**YOUR INSTRUCTIONS**
Copy all the lines below without altering anything.

**MATERIALS PROVIDED**

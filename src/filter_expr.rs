//! Expression-based network filters.
//!
//! Builds a predicate over enumerated networks from textual bounds like
//! `"R <= 1e6"` or `"N < 4"`, where `R` is the equivalent resistance and
//! `N` the resistor count. A bound that fails to evaluate (for example by
//! referencing an unknown variable) rejects the candidate.

use std::str::FromStr;

use crate::error::{Error, Result};
use crate::network::RNet;

struct Bound {
    op: Box<dyn Fn(f64, f64) -> bool>,
    expr: meval::Expr,
    limit: f64,
}

fn split_expr(s: &str, pat: &str) -> std::result::Result<(meval::Expr, f64), String> {
    let mut split = s.splitn(2, pat);
    let lhs = split.next().unwrap_or("").trim();
    let rhs = split
        .next()
        .ok_or_else(|| format!("bound '{}' is missing a limit", s))?
        .trim();
    let expr = lhs
        .parse::<meval::Expr>()
        .map_err(|e| format!("bad expression '{}': {}", lhs, e))?;
    let limit = rhs
        .parse::<f64>()
        .map_err(|_| format!("bad limit '{}' in bound '{}'", rhs, s))?;
    Ok((expr, limit))
}

impl FromStr for Bound {
    type Err = String;

    fn from_str(s: &str) -> std::result::Result<Self, String> {
        fn bound(op: Box<dyn Fn(f64, f64) -> bool>, (expr, limit): (meval::Expr, f64)) -> Bound {
            Bound { op, expr, limit }
        }
        if s.contains("<=") {
            Ok(bound(Box::new(|a, b| a <= b), split_expr(s, "<=")?))
        } else if s.contains(">=") {
            Ok(bound(Box::new(|a, b| a >= b), split_expr(s, ">=")?))
        } else if s.contains("==") {
            Ok(bound(
                Box::new(|a, b| (a - b).abs() < f64::EPSILON),
                split_expr(s, "==")?,
            ))
        } else if s.contains("!=") {
            Ok(bound(
                Box::new(|a, b| (a - b).abs() > f64::EPSILON),
                split_expr(s, "!=")?,
            ))
        } else if s.contains('<') {
            Ok(bound(Box::new(|a, b| a < b), split_expr(s, "<")?))
        } else if s.contains('>') {
            Ok(bound(Box::new(|a, b| a > b), split_expr(s, ">")?))
        } else {
            Err(format!(
                "bound '{}' must contain one of <, <=, >, >=, == or !=",
                s
            ))
        }
    }
}

/// Builder turning textual bounds into one `Fn(&RNet) -> bool` predicate,
/// suitable for [`RCalc::calc_where`](crate::RCalc::calc_where).
///
/// # Example
/// ```
/// use rnetcalc::{RFilterBuilder, RNet};
///
/// let keep = RFilterBuilder::new()
///     .bound("N <= 2")
///     .bound("R < 500")
///     .finish();
/// assert!(keep(&RNet::leaf(220.0)));
/// assert!(!keep(&RNet::leaf(680.0)));
/// ```
#[derive(Default)]
pub struct RFilterBuilder {
    ops: Vec<Bound>,
}

impl RFilterBuilder {
    pub fn new() -> Self {
        RFilterBuilder { ops: Vec::new() }
    }

    /// Adds a bound of the form `expr op limit`, where `expr` is a math
    /// expression over `R` and `N`, `op` one of `<`, `<=`, `>`, `>=`, `==`,
    /// `!=`, and `limit` a number.
    ///
    /// # Panics
    /// Panics on a malformed bound; see [`RFilterBuilder::try_bound`] for
    /// the fallible variant.
    pub fn bound(self, expr: &str) -> Self {
        match self.try_bound(expr) {
            Ok(builder) => builder,
            Err(e) => panic!("{}", e),
        }
    }

    /// Fallible [`RFilterBuilder::bound`].
    pub fn try_bound(mut self, expr: &str) -> Result<Self> {
        let bound = expr.parse::<Bound>().map_err(Error::FilterParse)?;
        self.ops.push(bound);
        Ok(self)
    }

    fn chain_fn(&mut self) -> Box<dyn Fn(&meval::Context) -> bool> {
        match self.ops.pop() {
            Some(Bound { op, expr, limit }) => {
                let inner = self.chain_fn();
                Box::new(move |ctx| {
                    expr.eval_with_context(ctx)
                        .map_or(false, |val| op(val, limit))
                        && inner(ctx)
                })
            }
            None => Box::new(|_| true),
        }
    }

    /// Finishes the builder into a predicate accepting networks that satisfy
    /// every bound.
    pub fn finish(mut self) -> impl Fn(&RNet) -> bool {
        let chain = self.chain_fn();
        move |net: &RNet| {
            let mut ctx = meval::Context::new();
            ctx.var("R", net.resistance());
            ctx.var("N", f64::from(net.count()));
            chain(&ctx)
        }
    }
}

#[cfg(test)]
mod tests {
    use super::*;

    fn series_of(count: u32, each: f64) -> RNet {
        let mut net = RNet::leaf(each);
        for _ in 1..count {
            net = net.series(&RNet::leaf(each));
        }
        net
    }

    #[test]
    fn resistance_bound_filters() {
        let keep = RFilterBuilder::new().bound("R <= 100").finish();
        assert!(keep(&RNet::leaf(100.0)));
        assert!(!keep(&RNet::leaf(101.0)));
    }

    #[test]
    fn count_bound_filters() {
        let keep = RFilterBuilder::new().bound("N < 3").finish();
        assert!(keep(&series_of(2, 10.0)));
        assert!(!keep(&series_of(3, 10.0)));
    }

    #[test]
    fn bounds_chain_conjunctively() {
        let keep = RFilterBuilder::new()
            .bound("R > 50")
            .bound("R < 150")
            .bound("N == 1")
            .finish();
        assert!(keep(&RNet::leaf(100.0)));
        assert!(!keep(&RNet::leaf(40.0)));
        assert!(!keep(&series_of(2, 50.0)));
    }

    #[test]
    fn expressions_may_combine_variables() {
        let keep = RFilterBuilder::new().bound("R / N >= 50").finish();
        assert!(keep(&series_of(2, 60.0)));
        assert!(!keep(&series_of(2, 40.0)));
    }

    #[test]
    fn malformed_bound_is_reported() {
        assert!(matches!(
            RFilterBuilder::new().try_bound("R ~ 100"),
            Err(Error::FilterParse(_))
        ));
        assert!(matches!(
            RFilterBuilder::new().try_bound("R <"),
            Err(Error::FilterParse(_))
        ));
    }

    #[test]
    #[should_panic(expected = "must contain one of")]
    fn bound_panics_on_malformed_input() {
        let _ = RFilterBuilder::new().bound("no operator here");
    }

    #[test]
    fn unknown_variable_rejects_candidate() {
        let keep = RFilterBuilder::new().bound("Q < 5").finish();
        assert!(!keep(&RNet::leaf(1.0)));
    }
}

**SOLUTION**
filename src/filter_expr.rs
//! Expression-based network filters.
//!
//! Builds a predicate over enumerated networks from textual bounds like
//! `"R <= 1e6"` or `"N < 4"`, where `R` is the equivalent resistance and
//! `N` the resistor count. A bound that fails to evaluate (for example by
//! referencing an unknown variable) rejects the candidate.

use std::str::FromStr;

use crate::error::{Error, Result};
use crate::network::RNet;

struct Bound {
    op: Box<dyn Fn(f64, f64) -> bool>,
    expr: meval::Expr,
    limit: f64,
}

fn split_expr(s: &str, pat: &str) -> std::result::Result<(meval::Expr, f64), String> {
    let mut split = s.splitn(2, pat);
    let lhs = split.next().unwrap_or("").trim();
    let rhs = split
        .next()
        .ok_or_else(|| format!("bound '{}' is missing a limit", s))?
        .trim();
    let expr = lhs
        .parse::<meval::Expr>()
        .map_err(|e| format!("bad expression '{}': {}", lhs, e))?;
    let limit = rhs
        .parse::<f64>()
        .map_err(|_| format!("bad limit '{}' in bound '{}'", rhs, s))?;
    Ok((expr, limit))
}

impl FromStr for Bound {
    type Err = String;

    fn from_str(s: &str) -> std::result::Result<Self, String> {
        fn bound(op: Box<dyn Fn(f64, f64) -> bool>, (expr, limit): (meval::Expr, f64)) -> Bound {
            Bound { op, expr, limit }
        }
        if s.contains("<=") {
            Ok(bound(Box::new(|a, b| a <= b), split_expr(s, "<=")?))
        } else if s.contains(">=") {
            Ok(bound(Box::new(|a, b| a >= b), split_expr(s, ">=")?))
        } else if s.contains("==") {
            Ok(bound(
                Box::new(|a, b| (a - b).abs() < f64::EPSILON),
                split_expr(s, "==")?,
            ))
        } else if s.contains("!=") {
            Ok(bound(
                Box::new(|a, b| (a - b).abs() > f64::EPSILON),
                split_expr(s, "!=")?,
            ))
        } else if s.contains('<') {
            Ok(bound(Box::new(|a, b| a < b), split_expr(s, "<")?))
        } else if s.contains('>') {
            Ok(bound(Box::new(|a, b| a > b), split_expr(s, ">")?))
        } else {
            Err(format!(
                "bound '{}' must contain one of <, <=, >, >=, == or !=",
                s
            ))
        }
    }
}

/// Builder turning textual bounds into one `Fn(&RNet) -> bool` predicate,
/// suitable for [`RCalc::calc_where`](crate::RCalc::calc_where).
///
/// # Example
/// ```
/// use rnetcalc::{RFilterBuilder, RNet};
///
/// let keep = RFilterBuilder::new()
///     .bound("N <= 2")
///     .bound("R < 500")
///     .finish();
/// assert!(keep(&RNet::leaf(220.0)));
/// assert!(!keep(&RNet::leaf(680.0)));
/// ```
#[derive(Default)]
pub struct RFilterBuilder {
    ops: Vec<Bound>,
}

impl RFilterBuilder {
    pub fn new() -> Self {
        RFilterBuilder { ops: Vec::new() }
    }

    /// Adds a bound of the form `expr op limit`, where `expr` is a math
    /// expression over `R` and `N`, `op` one of `<`, `<=`, `>`, `>=`, `==`,
    /// `!=`, and `limit` a number.
    ///
    /// # Panics
    /// Panics on a malformed bound; see [`RFilterBuilder::try_bound`] for
    /// the fallible variant.
    pub fn bound(self, expr: &str) -> Self {
        match self.try_bound(expr) {
            Ok(builder) => builder,
            Err(e) => panic!("{}", e),
        }
    }

    /// Fallible [`RFilterBuilder::bound`].
    pub fn try_bound(mut self, expr: &str) -> Result<Self> {
        let bound = expr.parse::<Bound>().map_err(Error::FilterParse)?;
        self.ops.push(bound);
        Ok(self)
    }

    fn chain_fn(&mut self) -> Box<dyn Fn(&meval::Context) -> bool> {
        match self.ops.pop() {
            Some(Bound { op, expr, limit }) => {
                let inner = self.chain_fn();
                Box::new(move |ctx| {
                    expr.eval_with_context(ctx)
                        .map_or(false, |val| op(val, limit))
                        && inner(ctx)
                })
            }
            None => Box::new(|_| true),
        }
    }

    /// Finishes the builder into a predicate accepting networks that satisfy
    /// every bound.
    pub fn finish(mut self) -> impl Fn(&RNet) -> bool {
        let chain = self.chain_fn();
        move |net: &RNet| {
            let mut ctx = meval::Context::new();
            ctx.var("R", net.resistance());
            ctx.var("N", f64::from(net.count()));
            chain(&ctx)
        }
    }
}

#[cfg(test)]
mod tests {
    use super::*;

    fn series_of(count: u32, each: f64) -> RNet {
        let mut net = RNet::leaf(each);
        for _ in 1..count {
            net = net.series(&RNet::leaf(each));
        }
        net
    }

    #[test]
    fn resistance_bound_filters() {
        let keep = RFilterBuilder::new().bound("R <= 100").finish();
        assert!(keep(&RNet::leaf(100.0)));
        assert!(!keep(&RNet::leaf(101.0)));
    }

    #[test]
    fn count_bound_filters() {
        let keep = RFilterBuilder::new().bound("N < 3").finish();
        assert!(keep(&series_of(2, 10.0)));
        assert!(!keep(&series_of(3, 10.0)));
    }

    #[test]
    fn bounds_chain_conjunctively() {
        let keep = RFilterBuilder::new()
            .bound("R > 50")
            .bound("R < 150")
            .bound("N == 1")
            .finish();
        assert!(keep(&RNet::leaf(100.0)));
        assert!(!keep(&RNet::leaf(40.0)));
        assert!(!keep(&series_of(2, 50.0)));
    }

    #[test]
    fn expressions_may_combine_variables() {
        let keep = RFilterBuilder::new().bound("R / N >= 50").finish();
        assert!(keep(&series_of(2, 60.0)));
        assert!(!keep(&series_of(2, 40.0)));
    }

    #[test]
    fn malformed_bound_is_reported() {
        assert!(matches!(
            RFilterBuilder::new().try_bound("R ~ 100"),
            Err(Error::FilterParse(_))
        ));
        assert!(matches!(
            RFilterBuilder::new().try_bound("R <"),
            Err(Error::FilterParse(_))
        ));
    }

    #[test]
    #[should_panic(expected = "must contain one of")]
    fn bound_panics_on_malformed_input() {
        let _ = RFilterBuilder::new().bound("no operator here");
    }

    #[test]
    fn unknown_variable_rejects_candidate() {
        let keep = RFilterBuilder::new().bound("Q < 5").finish();
        assert!(!keep(&RNet::leaf(1.0)));
    }
}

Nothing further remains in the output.